Policing Executive Wrongdoing

Can the executive branch police high-level wrongdoing in the executive branch? One of the received lessons from Watergate was that only a truly independent prosecutor—one not subject to dismissal by the President—could pursue wrongdoing at the highest levels of the executive branch. The legislative manifestation of that sentiment was the special prosecutor provisions of the 1978 Ethics in Government Act. The act provided a method for the appointment of a special prosecutor by a three-judge panel. The prosecutor could not, according to this law, be fired by the president without cause. In short, the law would prevent another “Saturday Night Massacre,” where the President Nixon ordered that Archibald Cox be fired. The office was later renamed Independent Counsel. The constitutionality of this arrangement was upheld by a 7-1 vote in Morrison v. Olson (1988). Justice Scalia wrote a famous dissent that many now consider prescient.

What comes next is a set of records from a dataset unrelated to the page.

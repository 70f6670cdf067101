use std::sync::Arc;
use std::time::Duration;

use tokio::net::TcpListener;
use tokio::sync::Semaphore;
use tracing::{error, info, warn};

use crewplan::config::ServerConfig;
use crewplan::observability::{CONNECTIONS_ACTIVE, CONNECTIONS_REJECTED_TOTAL, CONNECTIONS_TOTAL};
use crewplan::tenant::TenantManager;
use crewplan::wire;

const DRAIN_TIMEOUT: Duration = Duration::from_secs(10);

/// Resolves on ctrl-c, or SIGTERM where the platform has one.
async fn shutdown_signal() -> std::io::Result<()> {
    #[cfg(unix)]
    {
        let mut sigterm = tokio::signal::unix::signal(tokio::signal::unix::SignalKind::terminate())?;
        tokio::select! {
            res = tokio::signal::ctrl_c() => res?,
            _ = sigterm.recv() => {}
        }
    }
    #[cfg(not(unix))]
    {
        tokio::signal::ctrl_c().await?;
    }
    Ok(())
}

#[tokio::main]
async fn main() -> Result<(), Box<dyn std::error::Error>> {
    tracing_subscriber::fmt::init();

    let config = ServerConfig::from_env()?;
    crewplan::observability::init(config.metrics_port)?;

    let tls_acceptor = crewplan::tls::acceptor(&config)?;

    std::fs::create_dir_all(&config.data_dir)?;

    let tenant_manager = Arc::new(TenantManager::new(config.data_dir.clone(), config.compact_threshold));
    let max_connections = config.max_connections;
    let semaphore = Arc::new(Semaphore::new(max_connections));

    let addr = config.listen_addr();
    let listener = TcpListener::bind(&addr).await?;
    info!("crewplan listening on {addr}");
    info!("  data_dir: {}", config.data_dir.display());
    info!("  max_connections: {max_connections}");
    info!("  tls: {}", if tls_acceptor.is_some() { "enabled" } else { "disabled" });
    info!(
        "  metrics: {}",
        config
            .metrics_port
            .map_or("disabled".to_string(), |p| format!("http://0.0.0.0:{p}/metrics"))
    );

    // Stop accepting on SIGTERM/ctrl-c, then drain in-flight connections
    let shutdown = shutdown_signal();
    tokio::pin!(shutdown);

    loop {
        tokio::select! {
            result = listener.accept() => {
                let (socket, peer) = match result {
                    Ok(conn) => conn,
                    Err(e) => {
                        error!("accept error: {e}");
                        continue;
                    }
                };

                let permit = match semaphore.clone().try_acquire_owned() {
                    Ok(permit) => permit,
                    Err(_) => {
                        warn!("connection limit reached, rejecting {peer}");
                        metrics::counter!(CONNECTIONS_REJECTED_TOTAL).increment(1);
                        drop(socket);
                        continue;
                    }
                };

                info!("connection from {peer}");
                metrics::counter!(CONNECTIONS_TOTAL).increment(1);
                metrics::gauge!(CONNECTIONS_ACTIVE).increment(1.0);
                let tm = tenant_manager.clone();
                let pw = config.password.clone();
                let tls = tls_acceptor.clone();

                tokio::spawn(async move {
                    let _permit = permit;
                    if let Err(e) = wire::process_connection(socket, tm, pw, tls).await {
                        error!("connection error from {peer}: {e}");
                    }
                    metrics::gauge!(CONNECTIONS_ACTIVE).decrement(1.0);
                });
            }
            res = &mut shutdown => {
                if let Err(e) = res {
                    warn!("signal handler failed: {e}");
                }
                info!("shutdown signal received, stopping accept loop");
                break;
            }
        }
    }

    info!("draining connections...");
    let drain_deadline = tokio::time::sleep(DRAIN_TIMEOUT);
    tokio::pin!(drain_deadline);

    loop {
        if semaphore.available_permits() == max_connections {
            info!("all connections drained");
            break;
        }
        tokio::select! {
            _ = &mut drain_deadline => {
                let remaining = max_connections - semaphore.available_permits();
                warn!("drain timeout, {remaining} connections still open");
                break;
            }
            _ = tokio::time::sleep(Duration::from_millis(100)) => {}
        }
    }

    info!("crewplan stopped");
    Ok(())
}
use chrono::NaiveDate;
use tracing::debug;
use ulid::Ulid;

use crate::limits::*;
use crate::model::*;
use crate::observability::ALLOCATION_CONFLICTS_TOTAL;

use super::conflict::{check_allocation, now_ms, validate_note, validate_window};
use super::{Engine, EngineError, IdClaim};

#[derive(Debug, Clone, PartialEq)]
pub struct NewAllocation {
    pub id: Ulid,
    pub resource_id: Ulid,
    pub project_id: Ulid,
    pub task_id: Option<Ulid>,
    pub schedule_item_id: Option<Ulid>,
    pub start: NaiveDate,
    pub end: NaiveDate,
    /// Defaults to 1.
    pub quantity: Option<f64>,
    /// Defaults to 100.
    pub utilization: Option<u8>,
    pub status: Option<AllocationStatus>,
    pub notes: Option<String>,
}

#[derive(Debug, Clone, Default, PartialEq)]
pub struct AllocationPatch {
    pub task_id: Option<Option<Ulid>>,
    pub schedule_item_id: Option<Option<Ulid>>,
    pub start: Option<NaiveDate>,
    pub end: Option<NaiveDate>,
    pub quantity: Option<f64>,
    pub utilization: Option<u8>,
    pub status: Option<AllocationStatus>,
    pub notes: Option<Option<String>>,
}

fn validate_amounts(quantity: f64, utilization: u8) -> Result<(), EngineError> {
    if !quantity.is_finite() || quantity <= 0.0 {
        return Err(EngineError::Validation(format!(
            "quantity must be positive, got {quantity}"
        )));
    }
    if utilization > 100 {
        return Err(EngineError::Validation(format!(
            "utilization must be 0-100, got {utilization}"
        )));
    }
    Ok(())
}

fn count_conflict(err: EngineError) -> EngineError {
    let reason = match &err {
        EngineError::BlackoutOverlap { .. } => "blackout",
        EngineError::CapacityExceeded { .. } => "capacity",
        _ => return err,
    };
    metrics::counter!(ALLOCATION_CONFLICTS_TOTAL, "reason" => reason).increment(1);
    debug!("allocation rejected: {err}");
    err
}

/// Field checks that need no state.
fn validate_new(new: &NewAllocation) -> Result<DateWindow, EngineError> {
    let window = validate_window(new.start, new.end)?;
    validate_amounts(new.quantity.unwrap_or(1.0), new.utilization.unwrap_or(100))?;
    validate_note(new.notes.as_deref())?;
    Ok(window)
}

/// Build the allocation and run the conflict check against `rs`.
fn admit(rs: &ResourceState, new: NewAllocation, actor: &str, now: Ms) -> Result<Allocation, EngineError> {
    let window = validate_new(&new)?;
    if rs.record_count() >= MAX_RECORDS_PER_RESOURCE {
        return Err(EngineError::LimitExceeded("too many records on resource"));
    }
    let allocation = Allocation {
        id: new.id,
        resource_id: new.resource_id,
        project_id: new.project_id,
        task_id: new.task_id,
        schedule_item_id: new.schedule_item_id,
        window,
        quantity: new.quantity.unwrap_or(1.0),
        utilization: new.utilization.unwrap_or(100),
        status: new.status.unwrap_or(AllocationStatus::Planned),
        notes: new.notes,
        created_by: actor.to_string(),
        created_at: now,
        updated_at: now,
    };
    if allocation.is_active() {
        let load = allocation.load(rs.resource.kind());
        check_allocation(rs, &window, load, None).map_err(count_conflict)?;
    }
    Ok(allocation)
}

impl Engine {
    /// The id must name a live item: dependency and baseline ids share the
    /// index but are not items.
    async fn check_schedule_item(&self, item_id: Option<Ulid>) -> Result<(), EngineError> {
        let Some(id) = item_id else {
            return Ok(());
        };
        let schedule_id = self
            .entity_to_schedule
            .get(&id)
            .map(|e| *e.value())
            .ok_or(EngineError::NotFound(id))?;
        let guard = self
            .schedule_read(&schedule_id, false)
            .await
            .map_err(|_| EngineError::NotFound(id))?;
        match guard.active_item(&id) {
            Some(_) => Ok(()),
            None => Err(EngineError::NotFound(id)),
        }
    }

    /// Check-then-insert under the resource's write lock: at most one
    /// allocation decision per resource is in flight.
    pub async fn commit_allocation(
        &self,
        scope: &Scope,
        new: NewAllocation,
    ) -> Result<Allocation, EngineError> {
        self.authorize(scope)?;
        validate_new(&new)?;
        self.check_schedule_item(new.schedule_item_id).await?;
        let claim = IdClaim::take(&self.entity_to_resource, new.id, new.resource_id)?;

        let mut guard = self.live_resource_write(&new.resource_id).await?;
        let allocation = admit(&guard, new, &scope.actor, now_ms())?;
        self.persist_resource(&mut guard, &Event::AllocationCommitted(allocation.clone()))
            .await?;
        claim.applied();
        Ok(allocation)
    }

    /// All rows commit or none do. Every touched resource is write-locked in
    /// id order, and each row is checked against the resource plus the rows
    /// before it.
    pub async fn commit_allocations(
        &self,
        scope: &Scope,
        rows: Vec<NewAllocation>,
    ) -> Result<Vec<Allocation>, EngineError> {
        self.authorize(scope)?;
        if rows.is_empty() {
            return Ok(Vec::new());
        }
        if rows.len() > MAX_BATCH_IDS {
            return Err(EngineError::LimitExceeded("batch too large"));
        }
        for new in &rows {
            validate_new(new)?;
            self.check_schedule_item(new.schedule_item_id).await?;
        }
        let mut claims = Vec::with_capacity(rows.len());
        for new in &rows {
            claims.push(IdClaim::take(&self.entity_to_resource, new.id, new.resource_id)?);
        }

        let gate = self.gate().await;
        let resource_ids = rows.iter().map(|r| r.resource_id).collect();
        let mut guards = self.lock_resources(&gate, resource_ids).await?;

        // Rows are staged into the locked state so later rows see them;
        // nothing else can observe it before the WAL answers.
        let now = now_ms();
        let mut staged: Vec<Allocation> = Vec::with_capacity(rows.len());
        let mut outcome = Ok(());
        for new in rows {
            let Some(rs) = guards.get_mut(&new.resource_id) else {
                outcome = Err(EngineError::NotFound(new.resource_id));
                break;
            };
            match admit(rs, new, &scope.actor, now) {
                Ok(allocation) => {
                    rs.insert_allocation(allocation.clone());
                    staged.push(allocation);
                }
                Err(e) => {
                    outcome = Err(e);
                    break;
                }
            }
        }
        if outcome.is_ok() {
            let events = staged.iter().cloned().map(Event::AllocationCommitted).collect();
            outcome = self.wal_append_all(events).await;
        }
        if let Err(e) = outcome {
            for allocation in &staged {
                if let Some(rs) = guards.get_mut(&allocation.resource_id) {
                    rs.remove_allocation(allocation.id);
                }
            }
            return Err(e);
        }

        claims.into_iter().for_each(IdClaim::applied);
        Ok(staged)
    }

    /// Any change re-runs the full check against everything else on the
    /// resource, including blackouts added after the allocation.
    pub async fn update_allocation(
        &self,
        scope: &Scope,
        id: Ulid,
        patch: AllocationPatch,
    ) -> Result<Allocation, EngineError> {
        self.authorize(scope)?;
        if let Some(Some(notes)) = &patch.notes {
            validate_note(Some(notes))?;
        }
        if let Some(item) = patch.schedule_item_id {
            self.check_schedule_item(item).await?;
        }
        let mut guard = self.resolve_resource_entity(&id).await?;
        if guard.resource.is_deleted() {
            return Err(EngineError::NotFound(guard.resource.id));
        }
        let mut allocation = guard
            .allocation(&id)
            .cloned()
            .ok_or(EngineError::NotFound(id))?;

        allocation.window = validate_window(
            patch.start.unwrap_or(allocation.window.start),
            patch.end.unwrap_or(allocation.window.end),
        )?;
        if let Some(quantity) = patch.quantity {
            allocation.quantity = quantity;
        }
        if let Some(utilization) = patch.utilization {
            allocation.utilization = utilization;
        }
        validate_amounts(allocation.quantity, allocation.utilization)?;
        if let Some(status) = patch.status {
            allocation.status = status;
        }
        if let Some(task_id) = patch.task_id {
            allocation.task_id = task_id;
        }
        if let Some(item) = patch.schedule_item_id {
            allocation.schedule_item_id = item;
        }
        if let Some(notes) = patch.notes {
            allocation.notes = notes;
        }
        allocation.updated_at = now_ms();

        if allocation.is_active() {
            let load = allocation.load(guard.resource.kind());
            check_allocation(&guard, &allocation.window, load, Some(id)).map_err(count_conflict)?;
        }

        self.persist_resource(&mut guard, &Event::AllocationUpdated(allocation.clone()))
            .await?;
        Ok(allocation)
    }

    /// Returns the owning resource id.
    pub async fn remove_allocation(&self, scope: &Scope, id: Ulid) -> Result<Ulid, EngineError> {
        self.authorize(scope)?;
        let mut guard = self.resolve_resource_entity(&id).await?;
        if guard.allocation(&id).is_none() {
            return Err(EngineError::NotFound(id));
        }
        let resource_id = guard.resource.id;
        let event = Event::AllocationRemoved { id, resource_id };
        self.persist_resource(&mut guard, &event).await?;
        Ok(resource_id)
    }

    pub async fn allocation(&self, scope: &Scope, id: Ulid) -> Result<Allocation, EngineError> {
        self.authorize(scope)?;
        let resource_id = self
            .entity_to_resource
            .get(&id)
            .map(|e| *e.value())
            .ok_or(EngineError::NotFound(id))?;
        let guard = self.resource_read(&resource_id, true).await?;
        guard.allocation(&id).cloned().ok_or(EngineError::NotFound(id))
    }

    /// Allocations by start date. Records of deleted resources are still
    /// returned when the resource is named explicitly.
    pub async fn list_allocations(
        &self,
        scope: &Scope,
        resource_id: Option<Ulid>,
        project_id: Option<Ulid>,
        window: Option<DateWindow>,
    ) -> Result<Vec<Allocation>, EngineError> {
        self.authorize(scope)?;
        let shared = match resource_id {
            Some(rid) => vec![self.get_resource(&rid).ok_or(EngineError::NotFound(rid))?],
            None => self.resources.iter().map(|e| e.value().clone()).collect(),
        };

        let mut result = Vec::new();
        for rs in shared {
            let guard = rs.read().await;
            if resource_id.is_none() && guard.resource.is_deleted() {
                continue;
            }
            let matching = guard
                .allocations
                .iter()
                .filter(|a| project_id.is_none_or(|p| p == a.project_id))
                .filter(|a| window.is_none_or(|w| w.overlaps(&a.window)));
            result.extend(matching.cloned());
        }
        result.sort_by_key(|a| (a.window.start, a.id));
        Ok(result)
    }
}
use crate::model::*;

// ── Interval algebra over whole days ─────────────────────────────

/// Merge sorted overlapping/adjacent spans into disjoint spans.
pub fn merge_overlapping(sorted: &[Span]) -> Vec<Span> {
    let mut merged: Vec<Span> = Vec::new();
    for &span in sorted {
        if let Some(last) = merged.last_mut()
            && span.start <= last.end {
                last.end = last.end.max(span.end);
                continue;
            }
        merged.push(span);
    }
    merged
}

/// `base` minus `to_remove`. Both inputs sorted by start; `base` disjoint.
pub fn subtract_intervals(base: &[Span], to_remove: &[Span]) -> Vec<Span> {
    let mut result = Vec::new();
    let mut ri = 0;

    for &b in base {
        let mut current_start = b.start;
        let current_end = b.end;

        while ri < to_remove.len() && to_remove[ri].end <= current_start {
            ri += 1;
        }

        let mut j = ri;
        while j < to_remove.len() && to_remove[j].start < current_end {
            let r = &to_remove[j];
            if r.start > current_start {
                result.push(Span::new(current_start, r.start));
            }
            current_start = current_start.max(r.end);
            j += 1;
        }

        if current_start < current_end {
            result.push(Span::new(current_start, current_end));
        }
    }

    result
}

/// Tolerance for summing fractional loads.
const LOAD_EPSILON: f64 = 1e-9;

/// Sweep-line events: `+load` at start, `-load` at end. Ends sort before
/// starts on the same day because spans are half-open.
fn sweep_events(loads: &[(Span, f64)]) -> Vec<(Day, f64)> {
    let mut events: Vec<(Day, f64)> = Vec::with_capacity(loads.len() * 2);
    for (span, load) in loads {
        events.push((span.start, *load));
        events.push((span.end, -*load));
    }
    events.sort_by(|a, b| a.0.cmp(&b.0).then(a.1.total_cmp(&b.1)));
    events
}

/// Highest simultaneous load on any day.
pub fn peak_load(loads: &[(Span, f64)]) -> f64 {
    let mut current = 0.0_f64;
    let mut peak = 0.0_f64;
    for (_, delta) in sweep_events(loads) {
        current += delta;
        peak = peak.max(current);
    }
    peak
}

/// Day ranges where the summed load is strictly above `capacity`.
pub fn overloaded_spans(loads: &[(Span, f64)], capacity: f64) -> Vec<Span> {
    let mut result = Vec::new();
    let mut current = 0.0_f64;
    let mut over_start: Option<Day> = None;

    for (day, delta) in sweep_events(loads) {
        current += delta;
        let over = current > capacity + LOAD_EPSILON;
        if over && over_start.is_none() {
            over_start = Some(day);
        } else if !over
            && let Some(start) = over_start.take()
            && day > start {
                result.push(Span::new(start, day));
            }
    }

    result
}

/// Sub-windows of `query` not covered by any blackout.
pub fn free_windows(query: &DateWindow, blackouts: &[DateWindow]) -> Vec<DateWindow> {
    let mut blocked: Vec<Span> = blackouts
        .iter()
        .filter_map(|b| b.intersection(query))
        .map(|w| w.to_span())
        .collect();
    blocked.sort_by_key(|s| s.start);
    let blocked = merge_overlapping(&blocked);
    subtract_intervals(&[query.to_span()], &blocked)
        .iter()
        .filter_map(Span::to_window)
        .collect()
}

#[cfg(test)]
mod tests {
    use chrono::NaiveDate;

    use super::*;

    fn d(day: u32) -> NaiveDate {
        NaiveDate::from_ymd_opt(2025, 6, day).unwrap()
    }

    fn w(start: u32, end: u32) -> DateWindow {
        DateWindow::new(d(start), d(end))
    }

    fn load(start: u32, end: u32, amount: f64) -> (Span, f64) {
        (w(start, end).to_span(), amount)
    }

    // ── subtract_intervals ────────────────────────────────

    #[test]
    fn subtract_no_overlap() {
        let base = vec![Span::new(100, 200), Span::new(300, 400)];
        let remove = vec![Span::new(200, 300)];
        assert_eq!(subtract_intervals(&base, &remove), base);
    }

    #[test]
    fn subtract_full_overlap() {
        let base = vec![Span::new(100, 200)];
        let remove = vec![Span::new(50, 250)];
        assert!(subtract_intervals(&base, &remove).is_empty());
    }

    #[test]
    fn subtract_middle_punch() {
        let base = vec![Span::new(100, 300)];
        let remove = vec![Span::new(150, 200)];
        assert_eq!(
            subtract_intervals(&base, &remove),
            vec![Span::new(100, 150), Span::new(200, 300)]
        );
    }

    #[test]
    fn merge_adjacent_days() {
        let spans = vec![Span::new(1, 3), Span::new(3, 5), Span::new(7, 8)];
        assert_eq!(
            merge_overlapping(&spans),
            vec![Span::new(1, 5), Span::new(7, 8)]
        );
    }

    // ── load sweep ─────────────────────────────────────────

    #[test]
    fn peak_of_overlapping_windows() {
        // 60% on days 1-10, 50% on days 5-15: peak 110 on days 5-10.
        let loads = vec![load(1, 10, 60.0), load(5, 15, 50.0)];
        assert_eq!(peak_load(&loads), 110.0);
        let over = overloaded_spans(&loads, 100.0);
        assert_eq!(over, vec![w(5, 10).to_span()]);
    }

    #[test]
    fn back_to_back_windows_do_not_stack() {
        // Days 1-4 and 5-9 never share a day.
        let loads = vec![load(1, 4, 80.0), load(5, 9, 80.0)];
        assert_eq!(peak_load(&loads), 80.0);
        assert!(overloaded_spans(&loads, 100.0).is_empty());
    }

    #[test]
    fn exact_capacity_is_not_overloaded() {
        let loads = vec![load(1, 10, 40.0), load(1, 10, 60.0)];
        assert_eq!(peak_load(&loads), 100.0);
        assert!(overloaded_spans(&loads, 100.0).is_empty());
    }

    #[test]
    fn point_in_time_accounting_allows_staggered_load() {
        // Three 50% loads, never more than two on the same day.
        let loads = vec![load(1, 5, 50.0), load(6, 10, 50.0), load(3, 8, 50.0)];
        assert_eq!(peak_load(&loads), 100.0);
        assert!(overloaded_spans(&loads, 100.0).is_empty());
    }

    #[test]
    fn fractional_loads_tolerate_rounding() {
        let loads = vec![load(1, 2, 0.1), load(1, 2, 0.2)];
        assert!(overloaded_spans(&loads, 0.3).is_empty());
    }

    #[test]
    fn empty_sweep() {
        assert_eq!(peak_load(&[]), 0.0);
        assert!(overloaded_spans(&[], 1.0).is_empty());
    }

    // ── free_windows ───────────────────────────────────────

    #[test]
    fn free_windows_punch_out_blackouts() {
        let free = free_windows(&w(1, 30), &[w(5, 9), w(8, 12), w(20, 20)]);
        assert_eq!(free, vec![w(1, 4), w(13, 19), w(21, 30)]);
    }

    #[test]
    fn free_windows_clip_to_query() {
        let free = free_windows(&w(10, 15), &[w(1, 11), w(14, 28)]);
        assert_eq!(free, vec![w(12, 13)]);
    }

    #[test]
    fn free_windows_none_when_fully_blocked() {
        assert!(free_windows(&w(3, 4), &[w(1, 10)]).is_empty());
    }
}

Lawrence Walsh was appointed to investigate the Iran-Contra Affairs in December 1986. He was the first Independent Counsel to draw significant criticism in the public realm. That criticism came largely from the Right. The investigation, which lasted six years and cost more than $30 million dollars, was chided as a witch-hunt. However, those who did not favor Ronald Reagan or his policies were likely to defend Lawrence Walsh’s efforts. Walsh’s defenders would argue that the investigation was delayed largely by actions of the Reagan administration. They would also point to the significant evidence of wrongdoing, including convictions in federal district court.

In 1992, when the Republicans controlled Congress, the independent counsel act was allowed to lapse. Democrats continued to push for renewal of the act. See Senator Levin’s remarks in 1993 arguing that Lawrence Walsh’s investigation had garnered public confidence and was not a whitewash. Levin acknowledged various problems with the existing arrangements and he proposed various methods for reform. The Act was reenacted in 1994. Five years later, after Kenneth Starr’s investigation resulted in the impeachment of President Bill Clinton, the act expired without support from either party, or from good government groups that initially supported it, including Common Cause.  

Discussion Questions

  • Should Congress give serious consideration to reinstituting some kind of arrangement for an Independent Counsel? If so, what executive offices should fall within its potential jurisdiction and what would be the mechanism for triggering the appointment of an Independent Counsel?
  • In the absence of an Independent Counsel, how can the executive branch minimize the conflict-of-interest involved in the examination of high-level executive branch wrongdoing? Are there ways that Congress can better police executive wrongdoing?

Additional Resources

  • Lawrence Walsh, Firewall: The Iran-Contra Conspiracy and Cover-Up. (W. W. Norton & Company, 1998) (952 pp.)
  • Katy J. Harriger, The Special Prosecutor in American Politics (University of Kansas Press, 2000)(Second edition, revised)
  • U.S. v. I. Lewis Libby (2007). The successful prosecution of Scooter Libby, Vice-President Cheney’s Chief of Staff, was accomplished by Special Counsel, Patrick J. Fitzgerald. Some consider the Libby case evidence that Special Counsel Arrangements can work without an Independent Counsel system. Others considered the Libby prosecution as evidence of the same problems that existed with the Independent Counsel system. To wit, Fitzgerald was appointed to investigate leaks and he ended up prosecuting Libby for perjury, even though nobody was prosecuted for leaking. President Bush commuted Libby’s sentence, but declined to pardon him. The commutation was criticized by Rep. Wexler as an abuse of power. On the other hand, Vice President Cheney strongly disagreed with President Bush’s refusal to pardon Libby.